Combinatorial and Applied Aspects of Networking

(in chronological order) 

  • 1. Gabriel Istrate, Anders Hansson, Madhav V. Marathe, Sunil Thulasidasan and Christopher L. Barrett. Semantic compression of TCP traces. In Proceedings of the IFIP NETWORKING Conference, F. Boavida et al. (editors), pp. 123-135. Lecture Notes in Computer Science, vol. 3976, Springer Verlag, 2006. 

   Despite the fact that I'm a theoretician, this is a primarily "experimental" paper. We wanted to model large TCP traces, as seen using receiver information only. One requirement was to model packet dynamics, in a way that captures packet reordering. The goal is to substantially "compress" traces, in a way that preserves the semantics of TCP.

In all fairness we did not come with a full model (though it can be completed to a full model using more recent work by Jayasumana et al.). On the other hand, the paper (that took a good deal of soul and a few years to complete) introduced a number of nice modeling ideas, in a field that is about as far from my competence as I could think of.


  • 2. Christopher L. Barrett, Gabriel Istrate, V. S. Anil Kumar, Madhav V. Marathe, Shripad Thite and Sunil Thulasidasan. Strong Edge Coloring for Channel Assignment in Wireless Radio Networks. In Proceedings of the Fourth IEEE International Conference on Pervasive Computing (PERCOMW'06), Workshop on Foundations and Algorithms for Wireless Networking, pp. 106-110. IEEE Computer Society Press, ISBN 0-7695-2520-2, 2006.

 If you model a radio network by unit disk graphs you can use distance-two matchings  as a proxy for network capacity (this was invented in a JSAC paper by Marathe, Balakrishnan et al.).

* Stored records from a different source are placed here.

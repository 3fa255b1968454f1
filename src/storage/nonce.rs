//! Issued-nonce tracking with consume-once semantics.
//!
//! A nonce is remembered when its challenge is handed out and removed the
//! first time a login presents it, so each signed challenge can complete at
//! most one login.
//!
//! Redis key pattern (when a Redis URL is configured):
//! - `siwe_nonce:{nonce}`: marker with TTL equal to the challenge window

use chrono::{DateTime, Utc};
use redis::AsyncCommands;
use std::collections::HashMap;
use std::sync::{Arc, Mutex};

/// Outstanding in-memory nonces allowed when no bound is configured.
pub const DEFAULT_MAX_PENDING_NONCES: usize = 100_000;

#[derive(Debug, thiserror::Error)]
pub enum StoreError {
    #[error("Redis error: {0}")]
    Redis(#[from] redis::RedisError),

    #[error("too many pending challenges")]
    Full,
}

/// Process-local nonce table holding at most `capacity` live entries.
#[derive(Clone)]
pub struct MemoryNonceStore {
    entries: Arc<Mutex<HashMap<String, DateTime<Utc>>>>,
    capacity: usize,
}

impl Default for MemoryNonceStore {
    fn default() -> Self {
        Self::with_capacity(DEFAULT_MAX_PENDING_NONCES)
    }
}

impl MemoryNonceStore {
    pub fn new() -> Self {
        Self::default()
    }

    pub fn with_capacity(capacity: usize) -> Self {
        Self {
            entries: Arc::new(Mutex::new(HashMap::new())),
            capacity,
        }
    }

    /// Insert `nonce` unless a live entry already exists.
    ///
    /// A full table is purged of expired entries first; if it is still
    /// full the insert fails with [`StoreError::Full`].
    pub fn insert(
        &self,
        nonce: &str,
        expires_at: DateTime<Utc>,
        now: DateTime<Utc>,
    ) -> Result<bool, StoreError> {
        let mut entries = self.entries.lock().unwrap_or_else(|e| e.into_inner());
        if entries.get(nonce).is_some_and(|existing| *existing >= now) {
            return Ok(false);
        }

        if !entries.contains_key(nonce) && entries.len() >= self.capacity {
            entries.retain(|_, live_until| *live_until >= now);
            if entries.len() >= self.capacity {
                return Err(StoreError::Full);
            }
        }

        entries.insert(nonce.to_string(), expires_at);
        Ok(true)
    }

    /// Remove `nonce`; true only if it was present and not yet expired.
    pub fn consume(&self, nonce: &str, now: DateTime<Utc>) -> bool {
        let mut entries = self.entries.lock().unwrap_or_else(|e| e.into_inner());
        matches!(entries.remove(nonce), Some(expires_at) if expires_at >= now)
    }

    /// Drop expired entries, returning how many were removed.
    pub fn purge_expired(&self, now: DateTime<Utc>) -> usize {
        let mut entries = self.entries.lock().unwrap_or_else(|e| e.into_inner());
        let before = entries.len();
        entries.retain(|_, expires_at| *expires_at >= now);
        before - entries.len()
    }

    pub fn len(&self) -> usize {
        self.entries.lock().unwrap_or_else(|e| e.into_inner()).len()
    }

    pub fn is_empty(&self) -> bool {
        self.len() == 0
    }
}

/// Nonce store backend chosen at startup.
#[derive(Clone)]
pub enum NonceStore {
    Memory(MemoryNonceStore),
    Redis(redis::Client),
}

impl NonceStore {
    pub fn in_memory() -> Self {
        NonceStore::Memory(MemoryNonceStore::new())
    }

    /// Record a freshly issued nonce valid until `expires_at`.
    ///
    /// Returns false if the nonce is already outstanding.
    pub async fn remember(&self, nonce: &str, expires_at: DateTime<Utc>) -> Result<bool, StoreError> {
        let now = Utc::now();
        match self {
            NonceStore::Memory(store) => store.insert(nonce, expires_at, now),
            NonceStore::Redis(client) => {
                let mut con = client.get_multiplexed_async_connection().await?;
                let ttl_secs = (expires_at - now).num_seconds().max(1) as u64;
                Ok(store_nonce(&mut con, nonce, ttl_secs).await?)
            }
        }
    }

    /// Consume a nonce exactly once.
    pub async fn consume(&self, nonce: &str) -> Result<bool, StoreError> {
        match self {
            NonceStore::Memory(store) => Ok(store.consume(nonce, Utc::now())),
            NonceStore::Redis(client) => {
                let mut con = client.get_multiplexed_async_connection().await?;
                Ok(take_nonce(&mut con, nonce).await?)
            }
        }
    }
}

fn nonce_key(nonce: &str) -> String {
    format!("siwe_nonce:{}", nonce)
}

/// Store a nonce marker with TTL, only if absent (`SET NX EX`).
pub async fn store_nonce<C>(con: &mut C, nonce: &str, ttl_secs: u64) -> Result<bool, redis::RedisError>
where
    C: AsyncCommands,
{
    let reply: Option<String> = redis::cmd("SET")
        .arg(nonce_key(nonce))
        .arg(1)
        .arg("NX")
        .arg("EX")
        .arg(ttl_secs)
        .query_async(con)
        .await?;
    Ok(reply.is_some())
}

/// Get and delete a nonce marker atomically.
///
/// Uses a Lua script so two concurrent logins cannot both observe the key.
pub async fn take_nonce<C>(con: &mut C, nonce: &str) -> Result<bool, redis::RedisError>
where
    C: AsyncCommands,
{
    let script = redis::Script::new(
        r"
        local val = redis.call('GET', KEYS[1])
        if val then
            redis.call('DEL', KEYS[1])
        end
        return val
        ",
    );

    let value: Option<String> = script.key(nonce_key(nonce)).invoke_async(con).await?;
    Ok(value.is_some())
}
//! EIP-4361 challenge message and its canonical text form.
//!
//! [`ChallengeMessage`] is the JSON shape exchanged with the web client. The
//! text a wallet signs is always rendered by converting it into a
//! [`siwe::Message`], so field formatting lives in one place. Timestamps keep
//! the exact string they were parsed from for the same reason.

use crate::auth::address::parse_address;
use crate::auth::nonce::is_valid_nonce;
use chrono::{DateTime, SecondsFormat, SubsecRound, Utc};
use serde::{de, Deserialize, Deserializer, Serialize, Serializer};
use std::fmt;

/// The only message version defined by EIP-4361.
pub const SIWE_VERSION: &str = "1";

/// An RFC 3339 instant that remembers its original text.
#[derive(Debug, Clone, PartialEq, Eq)]
pub struct Timestamp {
    instant: DateTime<Utc>,
    text: String,
}

impl Timestamp {
    /// Whole-second UTC timestamp, rendered as `YYYY-MM-DDTHH:MM:SSZ`.
    pub fn from_datetime(at: DateTime<Utc>) -> Self {
        let instant = at.trunc_subsecs(0);
        Self {
            text: instant.to_rfc3339_opts(SecondsFormat::Secs, true),
            instant,
        }
    }

    pub fn parse(text: &str) -> Result<Self, chrono::ParseError> {
        let instant = DateTime::parse_from_rfc3339(text)?.with_timezone(&Utc);
        Ok(Self {
            instant,
            text: text.to_string(),
        })
    }

    pub fn instant(&self) -> DateTime<Utc> {
        self.instant
    }

    pub fn as_str(&self) -> &str {
        &self.text
    }

    fn to_siwe(&self) -> Result<siwe::TimeStamp, MessageError> {
        self.text.parse().map_err(|_| MessageError::InvalidTimestamp)
    }
}

impl fmt::Display for Timestamp {
    fn fmt(&self, f: &mut fmt::Formatter<'_>) -> fmt::Result {
        f.write_str(&self.text)
    }
}

impl Serialize for Timestamp {
    fn serialize<S: Serializer>(&self, serializer: S) -> Result<S::Ok, S::Error> {
        serializer.serialize_str(&self.text)
    }
}

impl<'de> Deserialize<'de> for Timestamp {
    fn deserialize<D: Deserializer<'de>>(deserializer: D) -> Result<Self, D::Error> {
        let text = String::deserialize(deserializer)?;
        Timestamp::parse(&text).map_err(de::Error::custom)
    }
}

/// Structural problems with a submitted challenge.
#[derive(Debug, thiserror::Error, PartialEq, Eq)]
pub enum MessageError {
    #[error("{0} is required")]
    EmptyField(&'static str),

    #[error("{0} must not contain line breaks")]
    LineBreak(&'static str),

    #[error("invalid address")]
    InvalidAddress,

    #[error("invalid nonce")]
    InvalidNonce,

    #[error("unsupported version")]
    UnsupportedVersion,

    #[error("invalid chainId")]
    InvalidChainId,

    #[error("inconsistent time bounds")]
    InvalidTimeBounds,

    #[error("invalid domain")]
    InvalidDomain,

    #[error("invalid uri")]
    InvalidUri,

    #[error("invalid resource")]
    InvalidResource,

    #[error("invalid timestamp")]
    InvalidTimestamp,
}

/// A Sign-In-With-Ethereum challenge.
///
/// Serialized with the field names the web client expects; `chain_id`
/// travels as a decimal string but numbers are accepted too.
#[derive(Debug, Clone, PartialEq, Eq, Serialize, Deserialize)]
pub struct ChallengeMessage {
    pub domain: String,
    pub address: String,
    pub statement: String,
    pub version: String,
    pub nonce: String,
    pub issued_at: Timestamp,
    pub expiration_time: Timestamp,
    #[serde(rename = "invalid_before", alias = "not_before")]
    pub not_before: Timestamp,
    #[serde(
        serialize_with = "serialize_chain_id",
        deserialize_with = "deserialize_chain_id"
    )]
    pub chain_id: u64,
    pub uri: String,
    #[serde(default, skip_serializing_if = "Option::is_none")]
    pub request_id: Option<String>,
    #[serde(default, skip_serializing_if = "Vec::is_empty")]
    pub resources: Vec<String>,
}

impl ChallengeMessage {
    /// Check the invariants every signed challenge must satisfy.
    pub fn validate(&self) -> Result<(), MessageError> {
        for (name, value) in [
            ("domain", &self.domain),
            ("address", &self.address),
            ("version", &self.version),
            ("nonce", &self.nonce),
            ("uri", &self.uri),
        ] {
            if value.trim().is_empty() {
                return Err(MessageError::EmptyField(name));
            }
        }

        let single_line = [
            ("domain", Some(&self.domain)),
            ("address", Some(&self.address)),
            ("statement", Some(&self.statement)),
            ("uri", Some(&self.uri)),
            ("request_id", self.request_id.as_ref()),
        ];
        for (name, value) in single_line {
            if value.is_some_and(|v| v.contains(['\n', '\r'])) {
                return Err(MessageError::LineBreak(name));
            }
        }
        if self.resources.iter().any(|r| r.contains(['\n', '\r'])) {
            return Err(MessageError::LineBreak("resources"));
        }

        if parse_address(&self.address).is_none() {
            return Err(MessageError::InvalidAddress);
        }
        if !is_valid_nonce(&self.nonce) {
            return Err(MessageError::InvalidNonce);
        }
        if self.version != SIWE_VERSION {
            return Err(MessageError::UnsupportedVersion);
        }
        if self.chain_id == 0 {
            return Err(MessageError::InvalidChainId);
        }

        let (not_before, issued_at, expires) = (
            self.not_before.instant(),
            self.issued_at.instant(),
            self.expiration_time.instant(),
        );
        if not_before > issued_at || issued_at > expires {
            return Err(MessageError::InvalidTimeBounds);
        }

        self.to_siwe().map(|_| ())
    }

    /// Convert into the `siwe` representation of the same message.
    pub fn to_siwe(&self) -> Result<siwe::Message, MessageError> {
        if self.version != SIWE_VERSION {
            return Err(MessageError::UnsupportedVersion);
        }
        let address = parse_address(&self.address).ok_or(MessageError::InvalidAddress)?;

        let resources = self
            .resources
            .iter()
            .map(|r| convert(r.as_str(), MessageError::InvalidResource))
            .collect::<Result<Vec<_>, _>>()?;

        Ok(siwe::Message {
            domain: convert(self.domain.as_str(), MessageError::InvalidDomain)?,
            address: address.0.0,
            statement: Some(self.statement.clone()).filter(|s| !s.is_empty()),
            uri: convert(self.uri.as_str(), MessageError::InvalidUri)?,
            version: siwe::Version::V1,
            chain_id: self.chain_id,
            nonce: self.nonce.clone(),
            issued_at: self.issued_at.to_siwe()?,
            expiration_time: Some(self.expiration_time.to_siwe()?),
            not_before: Some(self.not_before.to_siwe()?),
            request_id: self.request_id.clone(),
            resources,
        })
    }

    /// The exact EIP-4361 text a wallet signs for this message.
    pub fn to_canonical_string(&self) -> Result<String, MessageError> {
        Ok(self.to_siwe()?.to_string())
    }
}

fn convert<T, U: TryInto<T>>(value: U, err: MessageError) -> Result<T, MessageError> {
    value.try_into().map_err(|_| err)
}

fn serialize_chain_id<S: Serializer>(chain_id: &u64, serializer: S) -> Result<S::Ok, S::Error> {
    serializer.collect_str(chain_id)
}

fn deserialize_chain_id<'de, D: Deserializer<'de>>(deserializer: D) -> Result<u64, D::Error> {
    #[derive(Deserialize)]
    #[serde(untagged)]
    enum RawChainId {
        Number(u64),
        Text(String),
    }

    match RawChainId::deserialize(deserializer)? {
        RawChainId::Number(n) => Ok(n),
        RawChainId::Text(s) => s
            .trim()
            .parse()
            .map_err(|_| de::Error::custom("invalid chainId")),
    }
}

This paper gives approximation algorithms for distance-two matchings for various classes of graphs relevant in the networking problem.  This is a nice area, though results of Moscibroda show that the unit-disk graph model is not realistic as a mathematical abstraction of interference. 


  • 3. Anders Hansson, Gabriel Istrate and Shiva Prasad Kasiviswanathan. Combinatorics of TCP Reordering. Journal of Combinatorial Optimization, 12 (1-2), pp. 57-70, 2006.

 Work done as a summer research project with a student. It deals with the following problem: suppose a sequence of packet ID's comes at the receiver. A buffer is used to store out-of-order packets. Can one decide whether a sequence of buffer sizes corresponds to a sequence of ID's and, moreover count the number of such sequences ? 

The paper used a model of buffer information with a practical motivation. It gave a polynomial decision algorithm and FPRAS'es in some special cases. It turns out (paper 5 below) that results are much nicer for real buffer sizes (though less practically relevant).

  • 4.  Gabriel Istrate, Anders Hansson and Guanhua Yan. Packet Reordering Metrics: Some Methodological Considerations. In Proceedings of the Second International Conference on Networking and Services (ICNS'06), Workshop on Internet Packet Dynamics, San Jose CA. IEEE Computer Society Press, ISBN 0-7695-2622-5, 2006.

 When is a metric for packet reordering useful ? Of course, it all depends on your purpose (if you can tolerate some amount of reorder then the number of inversions is not a very good metric). On the other hand a measure that takes different values on two sequences that you regard as "equivalent for practical purposes" is obviously not a good one. The paper puts forth this idea and illustrates it in the context of the following equivalence notion: two sequences of packet IDs are equivalent if they lead to the same ACKs.  The paper proves several results regarding the consistency of metrics from the literature with respect to this equivalence notion. 

 Same problem as in paper 3, this time for the "real" buffer size measure. Results are much nicer, in particular you can count preimages in polynomial time. This is one the cutest little papers I have written.